Character sets, time zones and password hashes are pretty much the bane of my life. Whenever something breaks in a particularly spectacular fashion, you can be sure that one of those three is, in some way, responsible. Or DNS, of course. Apparently the software developers Just Don’t Get It™. Granted, they are pretty complex topics. I’m not expecting anyone to care about the difference between ISO-8859-15 and ISO-8859-1, know about UTC’s subtleties or be able to implement SHA-1 using a ball of twine.

What I do expect, is for sensible folk to follow these very simple guidelines. They will make your (and everyone else’s) life substantially easier.

Use UTF-8..

Always.
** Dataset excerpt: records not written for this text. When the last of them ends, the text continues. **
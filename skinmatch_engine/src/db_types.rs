//! Core data types shared between the matching engine, the database backends and the server.
//!
//! The types here mirror the product-store schema plus the transient request/result objects that
//! flow through a match. Anything that touches a database row lives in this module.
use std::{
    collections::HashSet,
    fmt::Display,
    str::FromStr,
};

use chrono::{DateTime, Utc};
use log::error;
use serde::{Deserialize, Serialize};
use sqlx::{sqlite::SqliteRow, FromRow, Row};
use thiserror::Error;

//--------------------------------------      Retailer       ---------------------------------------------------------

/// A retailer identifier. Adapters are registered against these variants, so dispatch is checked
/// at the type level rather than via free-text comparison. Catalog rows with a retailer the engine
/// does not know about decode to [`Retailer::Other`] and are simply unverifiable.
#[derive(Debug, Clone, PartialEq, Eq, Hash)]
pub enum Retailer {
    Boots,
    Amazon,
    Superdrug,
    LookFantastic,
    Other(String),
}

impl Display for Retailer {
    fn fmt(&self, f: &mut std::fmt::Formatter<'_>) -> std::fmt::Result {
        match self {
            Retailer::Boots => write!(f, "boots"),
            Retailer::Amazon => write!(f, "amazon"),
            Retailer::Superdrug => write!(f, "superdrug"),
            Retailer::LookFantastic => write!(f, "lookfantastic"),
            Retailer::Other(name) => write!(f, "{name}"),
        }
    }
}

impl FromStr for Retailer {
    type Err = ();

    fn from_str(s: &str) -> Result<Self, Self::Err> {
        let retailer = match s.to_lowercase().as_str() {
            "boots" => Retailer::Boots,
            "amazon" => Retailer::Amazon,
            "superdrug" => Retailer::Superdrug,
            "lookfantastic" => Retailer::LookFantastic,
            other => Retailer::Other(other.to_string()),
        };
        Ok(retailer)
    }
}

impl From<String> for Retailer {
    fn from(value: String) -> Self {
        value.parse().unwrap_or(Retailer::Other(value))
    }
}

//--------------------------------------     StockStatus     ---------------------------------------------------------

/// Stock status as observed by a live check. `Unknown` covers both "the retailer did not say" and
/// "we have not asked recently".
#[derive(Debug, Clone, Copy, PartialEq, Eq, Serialize, Deserialize)]
#[serde(rename_all = "snake_case")]
pub enum StockStatus {
    InStock,
    OutOfStock,
    Unknown,
}

impl Display for StockStatus {
    fn fmt(&self, f: &mut std::fmt::Formatter<'_>) -> std::fmt::Result {
        match self {
            StockStatus::InStock => write!(f, "in_stock"),
            StockStatus::OutOfStock => write!(f, "out_of_stock"),
            StockStatus::Unknown => write!(f, "unknown"),
        }
    }
}

#[derive(Debug, Clone, Error)]
#[error("Invalid stock status: {0}")]
pub struct StockStatusConversionError(String);

impl FromStr for StockStatus {
    type Err = StockStatusConversionError;

    fn from_str(s: &str) -> Result<Self, Self::Err> {
        match s {
            "in_stock" => Ok(Self::InStock),
            "out_of_stock" => Ok(Self::OutOfStock),
            "unknown" => Ok(Self::Unknown),
            s => Err(StockStatusConversionError(s.to_string())),
        }
    }
}

impl From<String> for StockStatus {
    fn from(value: String) -> Self {
        value.parse().unwrap_or_else(|_| {
            error!("Invalid stock status in database: {value}. Defaulting to unknown.");
            StockStatus::Unknown
        })
    }
}

//--------------------------------------    SnapshotSource   ---------------------------------------------------------

/// Where a verification result came from.
#[derive(Debug, Clone, Copy, PartialEq, Eq)]
pub enum SnapshotSource {
    /// A generic live check against the retailer.
    LiveCheck,
    /// A live check performed by scraping the retailer's site.
    Scrape,
    /// A live check performed against a retailer API.
    Api,
    /// Synthesized from a recently verified product row, no network involved.
    Database,
}

impl Display for SnapshotSource {
    fn fmt(&self, f: &mut std::fmt::Formatter<'_>) -> std::fmt::Result {
        match self {
            SnapshotSource::LiveCheck => write!(f, "live_check"),
            SnapshotSource::Scrape => write!(f, "scrape"),
            SnapshotSource::Api => write!(f, "api"),
            SnapshotSource::Database => write!(f, "database"),
        }
    }
}

impl From<String> for SnapshotSource {
    fn from(value: String) -> Self {
        match value.as_str() {
            "live_check" => Self::LiveCheck,
            "scrape" => Self::Scrape,
            "api" => Self::Api,
            "database" => Self::Database,
            _ => {
                error!("Invalid snapshot source in database: {value}. Defaulting to live_check.");
                Self::LiveCheck
            },
        }
    }
}

//--------------------------------------       Product       ---------------------------------------------------------

/// A catalog entry. Created and refreshed by the catalog-ingestion collaborator; the matching
/// engine reads rows and only ever writes back `price` and `last_live_verified` after a
/// successful live check.
///
/// `(retailer, retailer_sku)` is globally unique. `ingredients_norm` preserves INCI declaration
/// order; `ingredient_set` is the same tokens as a set, rebuilt on row decode for fast membership
/// tests.
#[derive(Debug, Clone)]
pub struct Product {
    pub id: i64,
    pub retailer: Retailer,
    pub retailer_sku: String,
    pub brand: String,
    pub name: String,
    pub country: String,
    pub currency: String,
    pub price: Option<f64>,
    pub price_per_ml: Option<f64>,
    pub pdp_url: String,
    pub image_url: Option<String>,
    pub ingredients_raw: String,
    pub ingredients_norm: Vec<String>,
    ingredient_set: HashSet<String>,
    pub last_seen: DateTime<Utc>,
    pub last_live_verified: Option<DateTime<Utc>>,
    pub created_at: DateTime<Utc>,
    pub updated_at: DateTime<Utc>,
}

impl Product {
    /// Builds an in-memory product from its insert form, e.g. for fixtures or for callers that
    /// need a `Product` before the store has assigned it a row id.
    pub fn from_new(id: i64, new: NewProduct) -> Self {
        let ingredient_set = new.ingredients_norm.iter().cloned().collect();
        Self {
            id,
            retailer: new.retailer,
            retailer_sku: new.retailer_sku,
            brand: new.brand,
            name: new.name,
            country: new.country,
            currency: new.currency,
            price: new.price,
            price_per_ml: new.price_per_ml,
            pdp_url: new.pdp_url,
            image_url: new.image_url,
            ingredients_raw: new.ingredients_raw,
            ingredients_norm: new.ingredients_norm,
            ingredient_set,
            last_seen: new.last_seen,
            last_live_verified: new.last_live_verified,
            created_at: new.last_seen,
            updated_at: new.last_seen,
        }
    }

    /// Set view over the ordered ingredient sequence.
    pub fn ingredient_set(&self) -> &HashSet<String> {
        &self.ingredient_set
    }

    /// True if the product was live-verified within `window` of `now`.
    pub fn verified_within(&self, window: chrono::Duration, now: DateTime<Utc>) -> bool {
        self.last_live_verified.map(|at| now - at <= window).unwrap_or(false)
    }
}

impl FromRow<'_, SqliteRow> for Product {
    fn from_row(row: &SqliteRow) -> Result<Self, sqlx::Error> {
        let retailer: String = row.try_get("retailer")?;
        let ingredients_json: String = row.try_get("ingredients_norm")?;
        let ingredients_norm: Vec<String> = serde_json::from_str(&ingredients_json).unwrap_or_else(|e| {
            error!("Corrupt ingredients_norm column for product row: {e}. Treating as empty.");
            Vec::new()
        });
        let ingredient_set = ingredients_norm.iter().cloned().collect();
        Ok(Self {
            id: row.try_get("id")?,
            retailer: Retailer::from(retailer),
            retailer_sku: row.try_get("retailer_sku")?,
            brand: row.try_get("brand")?,
            name: row.try_get("name")?,
            country: row.try_get("country")?,
            currency: row.try_get("currency")?,
            price: row.try_get("price")?,
            price_per_ml: row.try_get("price_per_ml")?,
            pdp_url: row.try_get("pdp_url")?,
            image_url: row.try_get("image_url")?,
            ingredients_raw: row.try_get("ingredients_raw")?,
            ingredients_norm,
            ingredient_set,
            last_seen: row.try_get("last_seen")?,
            last_live_verified: row.try_get("last_live_verified")?,
            created_at: row.try_get("created_at")?,
            updated_at: row.try_get("updated_at")?,
        })
    }
}

//--------------------------------------      NewProduct     ---------------------------------------------------------

/// Insert form for a catalog entry. Used by the ingestion collaborator and by test fixtures.
#[derive(Debug, Clone)]
pub struct NewProduct {
    pub retailer: Retailer,
    pub retailer_sku: String,
    pub brand: String,
    pub name: String,
    pub country: String,
    pub currency: String,
    pub price: Option<f64>,
    pub price_per_ml: Option<f64>,
    pub pdp_url: String,
    pub image_url: Option<String>,
    pub ingredients_raw: String,
    pub ingredients_norm: Vec<String>,
    pub last_seen: DateTime<Utc>,
    pub last_live_verified: Option<DateTime<Utc>>,
}

impl NewProduct {
    pub fn new(retailer: Retailer, retailer_sku: impl Into<String>, name: impl Into<String>, country: impl Into<String>) -> Self {
        Self {
            retailer,
            retailer_sku: retailer_sku.into(),
            brand: String::new(),
            name: name.into(),
            country: country.into(),
            currency: "GBP".to_string(),
            price: None,
            price_per_ml: None,
            pdp_url: String::new(),
            image_url: None,
            ingredients_raw: String::new(),
            ingredients_norm: Vec::new(),
            last_seen: Utc::now(),
            last_live_verified: None,
        }
    }
}

//--------------------------------------     LiveSnapshot    ---------------------------------------------------------

/// An immutable audit record of one live-verification attempt. Written exactly once, never read
/// back by the matching path.
#[derive(Debug, Clone)]
pub struct LiveSnapshot {
    pub id: i64,
    pub product_id: i64,
    pub fetched_at: DateTime<Utc>,
    pub price: Option<f64>,
    pub currency: Option<String>,
    pub in_stock: StockStatus,
    pub deliverable_postcode: Option<String>,
    pub ingredients_raw: Option<String>,
    pub status_code: Option<String>,
    pub source: SnapshotSource,
}

impl FromRow<'_, SqliteRow> for LiveSnapshot {
    fn from_row(row: &SqliteRow) -> Result<Self, sqlx::Error> {
        let in_stock: String = row.try_get("in_stock")?;
        let source: String = row.try_get("source")?;
        Ok(Self {
            id: row.try_get("id")?,
            product_id: row.try_get("product_id")?,
            fetched_at: row.try_get("fetched_at")?,
            price: row.try_get("price")?,
            currency: row.try_get("currency")?,
            in_stock: StockStatus::from(in_stock),
            deliverable_postcode: row.try_get("deliverable_postcode")?,
            ingredients_raw: row.try_get("ingredients_raw")?,
            status_code: row.try_get("status_code")?,
            source: SnapshotSource::from(source),
        })
    }
}

/// Insert form for a [`LiveSnapshot`].
#[derive(Debug, Clone)]
pub struct NewLiveSnapshot {
    pub product_id: i64,
    pub fetched_at: DateTime<Utc>,
    pub price: Option<f64>,
    pub currency: Option<String>,
    pub in_stock: StockStatus,
    pub deliverable_postcode: Option<String>,
    pub ingredients_raw: Option<String>,
    pub status_code: Option<String>,
    pub source: SnapshotSource,
}

//--------------------------------------      Location       ---------------------------------------------------------

/// Optional buyer location attached to a match request. Only the postcode participates in
/// verification; coordinates are carried through for future delivery-radius work.
#[derive(Debug, Clone, Default, Serialize, Deserialize)]
pub struct Location {
    pub postcode: Option<String>,
    pub lat: Option<f64>,
    pub lon: Option<f64>,
}

//--------------------------------------    MatchRequest     ---------------------------------------------------------

/// A buyer's matching request. Immutable once validated by the match flow.
#[derive(Debug, Clone, Serialize, Deserialize)]
pub struct MatchRequest {
    pub country: String,
    #[serde(default)]
    pub location: Option<Location>,
    pub required_ingredients: Vec<String>,
    #[serde(default)]
    pub avoid_ingredients: Vec<String>,
    #[serde(default)]
    pub max_price: Option<f64>,
    #[serde(default)]
    pub currency: Option<String>,
}

impl MatchRequest {
    pub fn postcode(&self) -> Option<&str> {
        self.location.as_ref().and_then(|l| l.postcode.as_deref())
    }
}

//--------------------------------------   ScoredCandidate   ---------------------------------------------------------

/// A product with its relevance score. Transient: produced by the scorer, consumed by the
/// orchestrator, never persisted.
#[derive(Debug, Clone)]
pub struct ScoredCandidate {
    pub product: Product,
    pub score: f64,
}

#[cfg(test)]
mod test {
    use super::*;

    #[test]
    fn retailer_round_trips_known_names() {
        assert_eq!(Retailer::from("Boots".to_string()), Retailer::Boots);
        assert_eq!(Retailer::from("amazon".to_string()), Retailer::Amazon);
        assert_eq!(Retailer::Boots.to_string(), "boots");
    }

    #[test]
    fn unknown_retailer_is_preserved() {
        let r = Retailer::from("cult_beauty".to_string());
        assert_eq!(r, Retailer::Other("cult_beauty".to_string()));
        assert_eq!(r.to_string(), "cult_beauty");
    }

    #[test]
    fn stock_status_parses_wire_format() {
        assert_eq!("in_stock".parse::<StockStatus>().unwrap(), StockStatus::InStock);
        assert_eq!(StockStatus::from("garbage".to_string()), StockStatus::Unknown);
        assert_eq!(StockStatus::OutOfStock.to_string(), "out_of_stock");
    }

    #[test]
    fn match_request_deserializes_with_defaults() {
        let req: MatchRequest = serde_json::from_str(
            r#"{ "country": "GB", "required_ingredients": ["niacinamide"] }"#,
        )
        .unwrap();
        assert!(req.avoid_ingredients.is_empty());
        assert!(req.max_price.is_none());
        assert!(req.postcode().is_none());
    }
}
No exceptions. Configure your text editors to default to UTF-8. Make sure everyone on your team does the same. And while you’re at it, configure the editor to use UNIX-style line-endings (newline, without useless carriage returns).

..or not

Make sure you document the cases where you can’t use UTF-8. Write down and remember which encoding you are using, and why. Remember that iconv is your friend.

Store dates with time zone information

Always. A date/time is entirely meaningless unless you know which time zone it’s in. Store the time zone. If you’re using some kind of retarded age-old RDBMS which doesn’t support date/time fields with TZ data, then you can either store your dates as a string, or store the TZ in an extra column. I repeat: a date is meaningless without a time zone.

While I’m on the subject: store dates in a format described by ISO 8601, ending with a Z to designate UTC (Zulu). No fancy pansy nonsense with the first 3 letters of the English name of the month. All you need is ISO 8601.

Bonus tip: always store dates in UTC. Make the conversion to the user time zone only when presenting times to a user.

Don’t rely on platform defaults

You want your code to be cross-platform, right? So don’t rely on platform defaults. Be explicit about which time zone/encoding/language/.. you’re using or expecting.

Use bcrypt

Don’t try to roll your own password hashing mechanism. It’ll suck and it’ll be broken beyond repair. Instead, use bcrypt or PBKDF2. They’re designed to be slow, which will make brute-force attacks less likely to be successful. Implementations are available for most sensible programming environments.

If you have some kind of roll-your-own fetish, then at least use an HMAC.

Problem be gone

Keeping these simple guidelines in mind will prevent entire ranges of bugs from being introduced into your code base. Total cost of implementation: zilch. Benefit: fewer headdesk incidents.

— Elric